[[ RECORDS SUPPLIED open ]]
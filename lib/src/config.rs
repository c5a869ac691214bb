//! Simple, general-purpose, hierarchical configuration.
//!
//! A configuration *value* is addressed by a *path* of *name*s (slice of
//! strings), each of which walks a level down the hierarchy of
//! *section*s.  For example, `&["db", "duckdb", "db-path"]`.
//!
//! Configuration paths are case-insensitive, and all raw values are
//! strings.  Typed access goes through a [`ValueRef`], which bundles the
//! path with a default, a parser and any validators.

pub mod parse;
pub mod validate;

pub trait ValueParser<T>: std::fmt::Debug {
    fn parse(&self, value: &str) -> Result<T, String>;
}

pub trait ValueValidator<T>: std::fmt::Debug {
    fn validate(&self, value: &T) -> Result<(), String>;
}

/// Everything needed to read one typed configuration value.
#[derive(Clone, Debug)]
pub struct ValueRef<'a, T> {
    /// Path to read the value from.
    pub names: &'a [&'a str],
    /// Default to use when there is no value at the path.
    pub def: &'a str,
    pub type_: &'a dyn ValueParser<T>,
    pub validators: &'a [&'a dyn ValueValidator<T>],
}

/// Read configuration values.
pub trait Config {
    /// Get the value at the path given by `names`, or the default `def`.
    fn get<'s>(&'s self, names: &[&str], def: &'s str) -> &'s str;
}

/// Get a value using a [reference](ValueRef).
pub fn get_ref<C, T>(config: &C, vref: &ValueRef<T>) -> Result<T, String>
where
    C: Config + ?Sized,
{
    let raw = config.get(vref.names, vref.def);
    let parsed = vref.type_.parse(raw)?;
    for val in vref.validators {
        val.validate(&parsed)?;
    }
    Ok(parsed)
}

/// Implementation of [`Config`] using an in-memory map.
///
/// A value and a section may not exist at the same path.
pub mod map {
    use std::collections::HashMap;

    /// A value or a section.
    #[derive(Clone, Debug, Eq, PartialEq)]
    pub enum Entry {
        Value(String),
        Section(HashMap<String, Entry>),
    }

    impl Entry {
        fn get<'s>(&'s self, names: &[&str], def: &'s str) -> &'s str {
            match names.split_first() {
                Some((first_name, other_names)) => match self {
                    Entry::Value(_) => def,
                    Entry::Section(section) => section
                        .get(&first_name.to_ascii_lowercase())
                        .map_or(def, |entry| entry.get(other_names, def)),
                },
                None => match self {
                    Entry::Value(value) => value,
                    Entry::Section(_) => def,
                },
            }
        }
    }

    /// Implementation of [`Config`](super::Config) using an in-memory map.
    #[derive(Clone, Debug, Eq, PartialEq)]
    pub struct Config {
        cfg: Entry,
    }

    impl super::Config for Config {
        fn get<'s>(&'s self, names: &[&str], def: &'s str) -> &'s str {
            self.cfg.get(names, def)
        }
    }

    /// Copy an entry and lowercase its keys.
    fn normalise(entry: &Entry) -> Entry {
        match entry {
            Entry::Value(v) => Entry::Value(v.to_owned()),
            Entry::Section(m) => {
                Entry::Section(m.iter()
                    .map(|(k, v)| (k.to_lowercase(), normalise(v)))
                    .collect())
            }
        }
    }

    /// Construct a config from a hierarchical map.
    pub fn new(cfg: HashMap<String, Entry>) -> impl super::Config {
        Config { cfg: normalise(&Entry::Section(cfg)) }
    }
}

/// Implementation of [`Config`] using the process's environment variables.
///
/// - The configuration values become fixed at the time of construction.
/// - Path names are separated using `_` characters.
/// - When reading a value, `-` characters in path names will match `_`
///   characters in environment variable names.
pub mod env {
    use std::collections::HashMap;

    /// Implementation of [`Config`](super::Config) using the process's
    /// environment variables.
    #[derive(Clone, Debug, Eq, PartialEq)]
    pub struct Config {
        prefix: String,
        env: HashMap<String, String>,
    }

    impl super::Config for Config {
        fn get<'s>(&'s self, names: &[&str], def: &'s str) -> &'s str {
            let mapped_names: Vec<String> = names.iter()
                .map(|name| name.to_ascii_uppercase().replace('-', "_"))
                .collect();
            let env_name = self.prefix.to_owned() + &mapped_names.join("_");

            match self.env.get(&env_name) {
                Some(v) => v,
                None => def,
            }
        }
    }

    /// Construct a config from the current process environment.
    ///
    /// Only environment variables starting with `prefix` are included,
    /// and `prefix` is removed when reading values.
    pub fn new(prefix: String) -> impl super::Config {
        let mut env = HashMap::new();
        for (name_os, val_os) in std::env::vars_os() {
            if let (Ok(name), Ok(val)) =
                (name_os.into_string(), val_os.into_string())
            {
                env.insert(name, val);
            }
        }
        Config { prefix, env }
    }
}

/// Implementation of [`Config`] using a YAML file.
///
/// A value and a section may not exist at the same path.  When multiple
/// values have equivalent paths (because paths are case-insensitive),
/// the last matching value in the file is returned.
pub mod file {
    use std::{fs::File, path::Path};
    use super::map::{self, Entry};
    use serde_yaml::Value;

    fn parse(value: &Value) -> Entry {
        match value {
            Value::Null => Entry::Value("".to_owned()),
            Value::Bool(b) => Entry::Value(b.to_string()),
            Value::Number(n) => Entry::Value(n.to_string()),
            Value::String(s) => Entry::Value(s.to_owned()),
            Value::Sequence(s) => {
                Entry::Section(s.iter()
                    .enumerate()
                    .map(|(i, v)| (i.to_string(), parse(v)))
                    .collect())
            }
            Value::Mapping(m) => {
                Entry::Section(m.iter()
                    .flat_map(|(k, v)| {
                        k.as_str()
                            .map(|k_str| (k_str.to_owned(), parse(v)))
                    })
                    .collect())
            }
            Value::Tagged(_) => Entry::Value("".to_owned()),
        }
    }

    /// Construct a config from a YAML file.
    pub fn new<P>(path: P) -> Result<impl super::Config, String>
    where
        P: AsRef<Path> + core::fmt::Debug,
    {
        let file = File::open(path.as_ref())
            .map_err(|e| format!("error opening file ({path:?}): {e}"))?;
        let value: Value = serde_yaml::from_reader(file)
            .map_err(|e| format!(
                "error loading config from file ({path:?}): {e}"))?;
        let entry = parse(&value);
        if let Entry::Section(e) = entry {
            Ok(map::new(e))
        } else {
            Err("invalid config file: top-level must be a map".to_owned())
        }
    }
}

#[cfg(test)]
mod tests {
    use std::collections::HashMap;
    use super::map::Entry;
    use super::{map, Config};

    fn section(entries: &[(&str, Entry)]) -> Entry {
        Entry::Section(entries.iter()
            .map(|(k, v)| ((*k).to_owned(), v.clone()))
            .collect())
    }

    fn test_cfg() -> impl Config {
        map::new(HashMap::from([
            ("Server".to_owned(), section(&[
                ("port", Entry::Value("1234".to_owned())),
            ])),
        ]))
    }

    #[test]
    fn map_get_returns_value() {
        assert_eq!(test_cfg().get(&["server", "port"], "80"), "1234");
    }

    #[test]
    fn map_get_is_case_insensitive() {
        assert_eq!(test_cfg().get(&["SERVER", "Port"], "80"), "1234");
    }

    #[test]
    fn map_get_missing_path_returns_default() {
        assert_eq!(test_cfg().get(&["server", "host"], "localhost"),
                   "localhost");
    }

    #[test]
    fn map_get_section_as_value_returns_default() {
        assert_eq!(test_cfg().get(&["server"], "def"), "def");
        assert_eq!(test_cfg().get(&["server", "port", "extra"], "def"),
                   "def");
    }
}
[[ RECORDS SUPPLIED closed ]]
-- EXERCISE REQUIREMENTS --
Word for word, transcribe each of the entries above.

-- EXERCISE RESULT --
filename lib/src/config.rs
repository c5a869ac691214bb
//! Simple, general-purpose, hierarchical configuration.
//!
//! A configuration *value* is addressed by a *path* of *name*s (slice of
//! strings), each of which walks a level down the hierarchy of
//! *section*s.  For example, `&["db", "duckdb", "db-path"]`.
//!
//! Configuration paths are case-insensitive, and all raw values are
//! strings.  Typed access goes through a [`ValueRef`], which bundles the
//! path with a default, a parser and any validators.

pub mod parse;
pub mod validate;

pub trait ValueParser<T>: std::fmt::Debug {
    fn parse(&self, value: &str) -> Result<T, String>;
}

pub trait ValueValidator<T>: std::fmt::Debug {
    fn validate(&self, value: &T) -> Result<(), String>;
}

/// Everything needed to read one typed configuration value.
#[derive(Clone, Debug)]
pub struct ValueRef<'a, T> {
    /// Path to read the value from.
    pub names: &'a [&'a str],
    /// Default to use when there is no value at the path.
    pub def: &'a str,
    pub type_: &'a dyn ValueParser<T>,
    pub validators: &'a [&'a dyn ValueValidator<T>],
}

/// Read configuration values.
pub trait Config {
    /// Get the value at the path given by `names`, or the default `def`.
    fn get<'s>(&'s self, names: &[&str], def: &'s str) -> &'s str;
}

/// Get a value using a [reference](ValueRef).
pub fn get_ref<C, T>(config: &C, vref: &ValueRef<T>) -> Result<T, String>
where
    C: Config + ?Sized,
{
    let raw = config.get(vref.names, vref.def);
    let parsed = vref.type_.parse(raw)?;
    for val in vref.validators {
        val.validate(&parsed)?;
    }
    Ok(parsed)
}

/// Implementation of [`Config`] using an in-memory map.
///
/// A value and a section may not exist at the same path.
pub mod map {
    use std::collections::HashMap;

    /// A value or a section.
    #[derive(Clone, Debug, Eq, PartialEq)]
    pub enum Entry {
        Value(String),
        Section(HashMap<String, Entry>),
    }

    impl Entry {
        fn get<'s>(&'s self, names: &[&str], def: &'s str) -> &'s str {
            match names.split_first() {
                Some((first_name, other_names)) => match self {
                    Entry::Value(_) => def,
                    Entry::Section(section) => section
                        .get(&first_name.to_ascii_lowercase())
                        .map_or(def, |entry| entry.get(other_names, def)),
                },
                None => match self {
                    Entry::Value(value) => value,
                    Entry::Section(_) => def,
                },
            }
        }
    }

    /// Implementation of [`Config`](super::Config) using an in-memory map.
    #[derive(Clone, Debug, Eq, PartialEq)]
    pub struct Config {
        cfg: Entry,
    }

    impl super::Config for Config {
        fn get<'s>(&'s self, names: &[&str], def: &'s str) -> &'s str {
            self.cfg.get(names, def)
        }
    }

    /// Copy an entry and lowercase its keys.
    fn normalise(entry: &Entry) -> Entry {
        match entry {
            Entry::Value(v) => Entry::Value(v.to_owned()),
            Entry::Section(m) => {
                Entry::Section(m.iter()
                    .map(|(k, v)| (k.to_lowercase(), normalise(v)))
                    .collect())
            }
        }
    }

    /// Construct a config from a hierarchical map.
    pub fn new(cfg: HashMap<String, Entry>) -> impl super::Config {
        Config { cfg: normalise(&Entry::Section(cfg)) }
    }
}

/// Implementation of [`Config`] using the process's environment variables.
///
/// - The configuration values become fixed at the time of construction.
/// - Path names are separated using `_` characters.
/// - When reading a value, `-` characters in path names will match `_`
///   characters in environment variable names.
pub mod env {
    use std::collections::HashMap;

    /// Implementation of [`Config`](super::Config) using the process's
    /// environment variables.
    #[derive(Clone, Debug, Eq, PartialEq)]
    pub struct Config {
        prefix: String,
        env: HashMap<String, String>,
    }

    impl super::Config for Config {
        fn get<'s>(&'s self, names: &[&str], def: &'s str) -> &'s str {
            let mapped_names: Vec<String> = names.iter()
                .map(|name| name.to_ascii_uppercase().replace('-', "_"))
                .collect();
            let env_name = self.prefix.to_owned() + &mapped_names.join("_");

            match self.env.get(&env_name) {
                Some(v) => v,
                None => def,
            }
        }
    }

    /// Construct a config from the current process environment.
    ///
    /// Only environment variables starting with `prefix` are included,
    /// and `prefix` is removed when reading values.
    pub fn new(prefix: String) -> impl super::Config {
        let mut env = HashMap::new();
        for (name_os, val_os) in std::env::vars_os() {
            if let (Ok(name), Ok(val)) =
                (name_os.into_string(), val_os.into_string())
            {
                env.insert(name, val);
            }
        }
        Config { prefix, env }
    }
}

/// Implementation of [`Config`] using a YAML file.
///
/// A value and a section may not exist at the same path.  When multiple
/// values have equivalent paths (because paths are case-insensitive),
/// the last matching value in the file is returned.
pub mod file {
    use std::{fs::File, path::Path};
    use super::map::{self, Entry};
    use serde_yaml::Value;

    fn parse(value: &Value) -> Entry {
        match value {
            Value::Null => Entry::Value("".to_owned()),
            Value::Bool(b) => Entry::Value(b.to_string()),
            Value::Number(n) => Entry::Value(n.to_string()),
            Value::String(s) => Entry::Value(s.to_owned()),
            Value::Sequence(s) => {
                Entry::Section(s.iter()
                    .enumerate()
                    .map(|(i, v)| (i.to_string(), parse(v)))
                    .collect())
            }
            Value::Mapping(m) => {
                Entry::Section(m.iter()
                    .flat_map(|(k, v)| {
                        k.as_str()
                            .map(|k_str| (k_str.to_owned(), parse(v)))
                    })
                    .collect())
            }
            Value::Tagged(_) => Entry::Value("".to_owned()),
        }
    }

    /// Construct a config from a YAML file.
    pub fn new<P>(path: P) -> Result<impl super::Config, String>
    where
        P: AsRef<Path> + core::fmt::Debug,
    {
        let file = File::open(path.as_ref())
            .map_err(|e| format!("error opening file ({path:?}): {e}"))?;
        let value: Value = serde_yaml::from_reader(file)
            .map_err(|e| format!(
                "error loading config from file ({path:?}): {e}"))?;
        let entry = parse(&value);
        if let Entry::Section(e) = entry {
            Ok(map::new(e))
        } else {
            Err("invalid config file: top-level must be a map".to_owned())
        }
    }
}

#[cfg(test)]
mod tests {
    use std::collections::HashMap;
    use super::map::Entry;
    use super::{map, Config};

    fn section(entries: &[(&str, Entry)]) -> Entry {
        Entry::Section(entries.iter()
            .map(|(k, v)| ((*k).to_owned(), v.clone()))
            .collect())
    }

    fn test_cfg() -> impl Config {
        map::new(HashMap::from([
            ("Server".to_owned(), section(&[
                ("port", Entry::Value("1234".to_owned())),
            ])),
        ]))
    }

    #[test]
    fn map_get_returns_value() {
        assert_eq!(test_cfg().get(&["server", "port"], "80"), "1234");
    }

    #[test]
    fn map_get_is_case_insensitive() {
        assert_eq!(test_cfg().get(&["SERVER", "Port"], "80"), "1234");
    }

    #[test]
    fn map_get_missing_path_returns_default() {
        assert_eq!(test_cfg().get(&["server", "host"], "localhost"),
                   "localhost");
    }

    #[test]
    fn map_get_section_as_value_returns_default() {
        assert_eq!(test_cfg().get(&["server"], "def"), "def");
        assert_eq!(test_cfg().get(&["server", "port", "extra"], "def"),
                   "def");
    }
}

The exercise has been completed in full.